Tourette’s syndrome is a neurological condition characterized by involuntary tics and vocalizations. Jess Thom describes her tics as a mixture of movements, noises, and words.
How did Jess Thom become a Tourette’s hero?
Jess Thom co-founded the Tourette’s Hero project to share the creativity and humour that can come with Tourette’s syndrome. Through this project, she has been able to reach a wider audience and challenge misconceptions about the condition.
What are some of the challenges faced by Jess Thom due to her condition?
Jess Thom faces challenges such as involuntary tics, which can sometimes be intense and exhausting. However, she has turned these challenges into opportunities by using them as a source of creativity in her work.
How does Jess Thom describe her tics?
Jess Thom describes her tics as a mixture of movements, noises, and words. They are involuntary and can be unpredictable.
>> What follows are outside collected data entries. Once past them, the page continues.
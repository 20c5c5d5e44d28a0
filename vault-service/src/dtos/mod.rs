pub mod admin;
pub mod auth;
pub mod documents;
pub mod gov;

use serde::{Deserialize, Serialize};
use utoipa::ToSchema;

#[derive(Debug, Serialize, Deserialize, ToSchema)]
pub struct ErrorResponse {
    #[schema(example = "Invalid credentials")]
    pub error: String,
    #[schema(example = "authentication_error")]
    pub code: String,
    #[serde(skip_serializing_if = "Option::is_none")]
    pub details: Option<String>,
}

#[derive(Debug, Serialize, Deserialize, ToSchema)]
pub struct MessageResponse {
    #[schema(example = "Password updated")]
    pub message: String,
}

impl MessageResponse {
    pub fn new(message: impl Into<String>) -> Self {
        Self {
            message: message.into(),
        }
    }
}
What is the ‘Backstage in Biscuit Land’ show about?
The ‘Backstage in Biscuit Land’ show is a performance that shares Jess Thom’s experiences with Tourette’s syndrome. It aims to challenge societal norms and promote inclusivity.
How has Jess Thom’s work been received by the public and critics?
Jess Thom’s work has been widely acclaimed by both the public and critics. Her performances and the Tourette’s Hero project have been recognized for their impact on promoting understanding and inclusivity.
What is the mission of the Tourette’s Hero project?
The mission of the Tourette’s Hero project is to challenge societal misconceptions about Tourette’s syndrome and to celebrate the creativity and humour that can come with the condition.
Will Jess Thom be attending the Edinburgh Festival 2023?
No, Jess Thom will not be attending the Edinburgh Festival 2023. She has expressed concerns about the festival’s accessibility and does not feel it’s safe for her to attend, especially as a Clinically Extremely Vulnerable (CEV) artist.
What are Jess Thom’s views on the Edinburgh Festival’s accessibility?
Jess Thom has expressed concerns about the decreasing accessibility stats at the Edinburgh Festival. She noted a drop in wheelchair access, a decrease in relaxed performances, and a reduction in online show availability. Jess wishes for COVID to be recognised as the long-term access barrier it is and hopes for faster progress in ensuring equal access to the entire program.
When is Jess Thom Tourettes Hero’s next show?
Jess Thom’s next show is titled ‘Journey to a Better World’, scheduled from 2nd to 3rd September 2023 at The Cube, Fairfield Hall, Croydon. She will be leading this immersive event, emphasizing inclusivity and accessibility.
What accessibility features are available at the ‘Journey to a Better World’ event?
The event offers BSL interpreters for the deaf or hard of hearing, a relaxed environment suitable for those with sensory sensitivities, step-free access for mobility impairments, audio describers for the visually impaired, a well-being hub for those needing a quiet space, and an easy-read information pack for those with learning disabilities.
How is Jess Thom changing the narrative for disabled people?
Jess Thom is changing the narrative for disabled people through her art, performances, and the Tourette’s Hero project. She aims to challenge societal norms and create a more inclusive environment for everyone.